Mo Salah, man of the match

 

La prima occasione della ripresa è per Wijnaldum, che viene ben servito in mezzo da Firmino, ma Meslier è bravo a tenere il pallone. Al 57′ altra occasione per il Leeds con Harrison, che ancora una volta riceve un lancio lungo e scavalca Alisson per il goffo autogol di Alexander-Arnold che invece di spazzare deposita in rete. Harrison però era partito da posizione di fuorigioco, e i Reds tirano un sospiro di sollievo. Non per molto però, perché al 65′ Helder Costa trova in area Klich, che approfitta di una difesa immobile e fulmina Alisson per la terza volta, 3-3. Il Leeds va addirittura vicino al vantaggio con una punizione di Phillips, che esce di poco a lato, mentre dall’altro lato viene annullato un altro gol a van Dijk in mischia. Nel finale il Liverpool prova gli ultimi assalti e a due minuti dalla fine, il gol arriva. Sugli sviluppi di un calcio d’angolo, il pallone termina in area sui piedi di Fabinho, che viene malamente steso da Rodrigo, ed è ancora calcio di rigore. Sul dischetto va di nuovo Salah e il risultato non cambia, 4-3. Stavolta il risultato non cambierà più, e finisce così una partita folle tra un Liverpool sbadato e un Leeds mai domo.

 

Miissione compiuta, ma quanta fatica

 

Doveva essere spettacolo e spettacolo è stato, grazie anche a delle difese non certo impenetrabili.
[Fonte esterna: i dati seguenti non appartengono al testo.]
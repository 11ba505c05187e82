//! Historical cache coordinator.
//!
//! Serves date-range requests from the store and asks the provider only for
//! the dates the store has never seen. Settled days are immutable, so once a
//! range is covered it is served locally forever.
//!
//! The market's current day is provisional: its bar is returned to the
//! caller but never stored, so it is fetched again until the day closes.
//! A date is marked absent only when the provider answered a call covering
//! it without a record. Providers that page history (see
//! `UpstreamProvider::max_history_span`) are asked one piece at a time, each
//! piece gated by the protector and persisted before the next one.

use std::collections::HashSet;
use std::sync::Arc;

use chrono::NaiveDate;
use log::{debug, info, warn};

use vnmarket_market_data::{AssetCategory, HistoricalRecord};

use super::gaps::{coalesce_runs, missing_dates, plan_fetch, split_runs, DateRun, FetchStrategy};
use super::history_traits::HistoryStore;
use crate::config::HistoricalConfig;
use crate::errors::{Error, Result};
use crate::freshness::market_today;
use crate::singleflight::{history_key, SingleFlight};
use crate::upstream::ProtectedUpstream;

/// Outcome of one upstream window.
enum WindowOutcome {
    /// Fetched and merged into the store. Records for today are only
    /// carried back to the caller.
    Merged { provisional: Vec<HistoricalRecord> },
    /// Another caller filled the window while we waited.
    AlreadyCovered,
    /// Upstream call failed.
    Failed,
    /// The store failed mid-merge; the fetched records are kept in memory.
    StoreDown(Vec<HistoricalRecord>),
}

pub struct HistoricalCacheCoordinator {
    store: Arc<dyn HistoryStore>,
    upstream: Arc<ProtectedUpstream>,
    flights: Arc<SingleFlight>,
    config: HistoricalConfig,
}

impl HistoricalCacheCoordinator {
    pub fn new(
        store: Arc<dyn HistoryStore>,
        upstream: Arc<ProtectedUpstream>,
        flights: Arc<SingleFlight>,
        config: HistoricalConfig,
    ) -> Self {
        Self {
            store,
            upstream,
            flights,
            config,
        }
    }

    pub fn store(&self) -> &Arc<dyn HistoryStore> {
        &self.store
    }

    /// Number of dates in `[start, end]` the store has never seen.
    pub async fn unknown_days(
        &self,
        symbol: &str,
        category: AssetCategory,
        start: NaiveDate,
        end: NaiveDate,
    ) -> Result<usize> {
        let coverage = self.store.date_coverage(symbol, category, start, end).await?;
        Ok(missing_dates(&coverage, start, end).len())
    }

    /// Records for `[start, end]`, ascending, fetching only unknown dates.
    pub async fn get_range(
        &self,
        symbol: &str,
        category: AssetCategory,
        start: NaiveDate,
        end: NaiveDate,
    ) -> Result<Vec<HistoricalRecord>> {
        self.get_range_as_of(symbol, category, start, end, market_today())
            .await
    }

    /// Same as [`get_range`](Self::get_range) with an explicit "today".
    pub async fn get_range_as_of(
        &self,
        symbol: &str,
        category: AssetCategory,
        start: NaiveDate,
        end: NaiveDate,
        today: NaiveDate,
    ) -> Result<Vec<HistoricalRecord>> {
        let end = end.min(today);
        if start > end {
            debug!("History request for {} starts after {}, nothing to serve", symbol, end);
            return Ok(vec![]);
        }

        let coverage = match self.store.date_coverage(symbol, category, start, end).await {
            Ok(coverage) => coverage,
            Err(e) if e.is_store_failure() => {
                warn!("History store unavailable for {}: {}. Fetching directly.", symbol, e);
                return self.fetch_direct(symbol, category, start, end).await;
            }
            Err(e) => return Err(e),
        };

        let plan = plan_fetch(&coverage, start, end, &self.config);
        if plan.strategy == FetchStrategy::Skip {
            debug!("History {} {}..{} fully covered", symbol, start, end);
            return self.read_range(symbol, category, start, end).await;
        }

        info!(
            "History {} {}..{}: {} missing day(s), strategy {:?}, {} call(s)",
            symbol,
            start,
            end,
            plan.missing.len(),
            plan.strategy,
            plan.windows.len()
        );

        let mut attempted = 0usize;
        let mut failed = 0usize;
        let mut unmerged: Option<Vec<HistoricalRecord>> = None;
        let mut provisional: Vec<HistoricalRecord> = Vec::new();

        for window in &plan.windows {
            match self.fill_window(symbol, category, *window, today).await {
                WindowOutcome::Merged { provisional: fresh } => {
                    attempted += 1;
                    provisional.extend(fresh);
                }
                WindowOutcome::AlreadyCovered => {}
                WindowOutcome::Failed => {
                    attempted += 1;
                    failed += 1;
                }
                WindowOutcome::StoreDown(records) => {
                    attempted += 1;
                    unmerged.get_or_insert_with(Vec::new).extend(records);
                }
            }
        }

        if let Some(mut records) = unmerged {
            records.extend(provisional);
            return Ok(in_range(records, start, end));
        }

        let mut records = self.read_range(symbol, category, start, end).await?;
        if !provisional.is_empty() {
            records.extend(provisional);
            records = in_range(records, start, end);
        }
        if records.is_empty() && attempted > 0 && failed == attempted {
            return Err(Error::NoDataAvailable {
                symbol: symbol.to_string(),
            });
        }
        Ok(records)
    }

    async fn fill_window(
        &self,
        symbol: &str,
        category: AssetCategory,
        window: DateRun,
        today: NaiveDate,
    ) -> WindowOutcome {
        let _flight = self
            .flights
            .acquire(&history_key(symbol, category, window.start, window.end))
            .await;

        // Re-check after acquiring: a concurrent caller may have filled it.
        let still_missing: Vec<NaiveDate> = match self
            .store
            .date_coverage(symbol, category, window.start, window.end)
            .await
        {
            Ok(coverage) => missing_dates(&coverage, window.start, window.end),
            Err(e) => {
                warn!("Coverage re-check failed for {}: {}", symbol, e);
                window.start.iter_days().take_while(|d| *d <= window.end).collect()
            }
        };
        if still_missing.is_empty() {
            debug!("History window {}..{} for {} filled concurrently", window.start, window.end, symbol);
            return WindowOutcome::AlreadyCovered;
        }

        let (unpublished, publishing): (Vec<NaiveDate>, Vec<NaiveDate>) = still_missing
            .into_iter()
            .partition(|d| !self.upstream.publishes_on(category, *d));
        self.mark_absent(
            symbol,
            category,
            unpublished.into_iter().filter(|d| *d < today).collect(),
        )
        .await;
        if publishing.is_empty() {
            return WindowOutcome::Merged {
                provisional: Vec::new(),
            };
        }

        let pieces = match self.upstream.history_span(category) {
            Some(span) => split_runs(&coalesce_runs(&publishing), span),
            None => vec![window],
        };

        let mut answered = 0usize;
        let mut fetched: Vec<HistoricalRecord> = Vec::new();
        let mut provisional: Vec<HistoricalRecord> = Vec::new();

        for piece in pieces {
            let mut records = match self
                .upstream
                .fetch_history(symbol, category, piece.start, piece.end)
                .await
            {
                Ok(records) => records,
                Err(e) => {
                    // Later pieces stay unknown and are retried next time
                    warn!(
                        "History fetch {}..{} for {} failed: {}",
                        piece.start, piece.end, symbol, e
                    );
                    break;
                }
            };
            answered += 1;
            records.retain(|r| piece.contains(r.date));

            let (settled, open): (Vec<HistoricalRecord>, Vec<HistoricalRecord>) =
                records.into_iter().partition(|r| r.date < today);
            fetched.extend(settled.iter().cloned());
            fetched.extend(open.iter().cloned());

            if !settled.is_empty() {
                match self.store.upsert_records(symbol, category, &settled).await {
                    Ok(inserted) => debug!("Stored {} new record(s) for {}", inserted, symbol),
                    Err(e @ Error::DataIntegrityConflict { .. }) => {
                        warn!("{}. Keeping the stored value.", e);
                    }
                    Err(e) => {
                        warn!("Could not persist history for {}: {}", symbol, e);
                        return WindowOutcome::StoreDown(fetched);
                    }
                }
            }

            let returned: HashSet<NaiveDate> = settled.iter().map(|r| r.date).collect();
            let absent: Vec<NaiveDate> = publishing
                .iter()
                .copied()
                .filter(|d| piece.contains(*d) && *d < today && !returned.contains(d))
                .collect();
            self.mark_absent(symbol, category, absent).await;
            provisional.extend(open);
        }

        if answered == 0 {
            return WindowOutcome::Failed;
        }
        WindowOutcome::Merged { provisional }
    }

    async fn mark_absent(&self, symbol: &str, category: AssetCategory, dates: Vec<NaiveDate>) {
        if dates.is_empty() {
            return;
        }
        match self.store.mark_absent(symbol, category, &dates).await {
            Ok(n) => debug!("Marked {} date(s) absent for {}", n, symbol),
            Err(e) => warn!("Could not mark absent dates for {}: {}", symbol, e),
        }
    }

    async fn read_range(
        &self,
        symbol: &str,
        category: AssetCategory,
        start: NaiveDate,
        end: NaiveDate,
    ) -> Result<Vec<HistoricalRecord>> {
        let mut records = self.store.get_records(symbol, category, start, end).await?;
        records.sort_by_key(|r| r.date);
        Ok(records)
    }

    async fn fetch_direct(
        &self,
        symbol: &str,
        category: AssetCategory,
        start: NaiveDate,
        end: NaiveDate,
    ) -> Result<Vec<HistoricalRecord>> {
        let pieces = match self.upstream.history_span(category) {
            Some(span) => {
                let days: Vec<NaiveDate> = start
                    .iter_days()
                    .take_while(|d| *d <= end)
                    .filter(|d| self.upstream.publishes_on(category, *d))
                    .collect();
                split_runs(&coalesce_runs(&days), span)
            }
            None => vec![DateRun { start, end }],
        };

        let mut records = Vec::new();
        let mut answered = false;
        for piece in pieces {
            match self
                .upstream
                .fetch_history(symbol, category, piece.start, piece.end)
                .await
            {
                Ok(fetched) => {
                    answered = true;
                    records.extend(fetched);
                }
                Err(e) => {
                    warn!("Direct history fetch for {} failed: {}", symbol, e);
                    break;
                }
            }
        }

        if !answered {
            return Err(Error::NoDataAvailable {
                symbol: symbol.to_string(),
            });
        }
        Ok(in_range(records, start, end))
    }
}

/// Sorted, one record per date, within `[start, end]`.
fn in_range(mut records: Vec<HistoricalRecord>, start: NaiveDate, end: NaiveDate) -> Vec<HistoricalRecord> {
    records.retain(|r| r.date >= start && r.date <= end);
    records.sort_by_key(|r| r.date);
    records.dedup_by_key(|r| r.date);
    records
}
//! Storage-specific error types for SQLite operations.
//!
//! Diesel, r2d2 and serialization failures are wrapped here and converted to
//! the storage-agnostic errors of `vnmarket_core` before leaving the crate.
//! Anything that means "the database could not be reached" becomes
//! `Error::StoreUnavailable` so the facade can degrade instead of failing.

use diesel::result::Error as DieselError;
use thiserror::Error;
use vnmarket_core::errors::{DatabaseError, Error};

#[derive(Error, Debug)]
pub enum StorageError {
    #[error("Database connection failed: {0}")]
    ConnectionFailed(#[from] diesel::ConnectionError),

    #[error("Connection pool error: {0}")]
    PoolError(#[from] r2d2::Error),

    #[error("Query execution failed: {0}")]
    QueryFailed(#[from] DieselError),

    #[error("Migration failed: {0}")]
    MigrationFailed(String),

    #[error("Serialization error: {0}")]
    SerializationError(String),

    #[error("Writer actor is not running: {0}")]
    WriterUnavailable(String),

    #[error("Core error: {0}")]
    CoreError(String),
}

/// Used by the write actor's transaction wrapper.
impl From<Error> for StorageError {
    fn from(err: Error) -> Self {
        StorageError::CoreError(err.to_string())
    }
}

impl From<serde_json::Error> for StorageError {
    fn from(err: serde_json::Error) -> Self {
        StorageError::SerializationError(err.to_string())
    }
}

impl From<StorageError> for Error {
    fn from(err: StorageError) -> Self {
        match err {
            StorageError::ConnectionFailed(e) => Error::StoreUnavailable(e.to_string()),
            StorageError::PoolError(e) => Error::StoreUnavailable(e.to_string()),
            StorageError::WriterUnavailable(e) => Error::StoreUnavailable(e),
            StorageError::QueryFailed(DieselError::NotFound) => {
                Error::Database(DatabaseError::NotFound("Record not found".to_string()))
            }
            StorageError::QueryFailed(DieselError::DatabaseError(kind, info)) => {
                Error::Database(DatabaseError::QueryFailed(format!(
                    "{:?}: {}",
                    kind,
                    info.message()
                )))
            }
            StorageError::QueryFailed(e) => {
                Error::Database(DatabaseError::QueryFailed(e.to_string()))
            }
            StorageError::MigrationFailed(e) => Error::Database(DatabaseError::MigrationFailed(e)),
            StorageError::SerializationError(e) => Error::Database(DatabaseError::Internal(e)),
            StorageError::CoreError(e) => Error::Database(DatabaseError::TransactionFailed(e)),
        }
    }
}

/// Extension trait for converting Diesel and r2d2 results to core results.
///
/// `From<DieselError> for Error` is not possible under the orphan rules, so
/// this goes through [`StorageError`].
pub trait IntoCore<T> {
    fn into_core(self) -> vnmarket_core::Result<T>;
}

impl<T> IntoCore<T> for std::result::Result<T, DieselError> {
    fn into_core(self) -> vnmarket_core::Result<T> {
        self.map_err(|e| StorageError::from(e).into())
    }
}

impl<T> IntoCore<T> for std::result::Result<T, r2d2::Error> {
    fn into_core(self) -> vnmarket_core::Result<T> {
        self.map_err(|e| StorageError::from(e).into())
    }
}

impl<T> IntoCore<T> for std::result::Result<T, serde_json::Error> {
    fn into_core(self) -> vnmarket_core::Result<T> {
        self.map_err(|e| StorageError::from(e).into())
    }
}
Il Liverpool ricomincia da una grande certezza, Mohamed Salah, in forma come non mai, mentre deve registrare ancora una volta una difesa bucata troppo facilmente e lontana parente di quella che tante vittorie ha fruttato nelle ultime stagioni. Klopp dovrà lavorarci in fretta, perché la prossima è col nuovo Chelsea di Lampard e Abramovich, che dopo le grandi spese di quest’estate vuole lottare per qualcosa di grosso.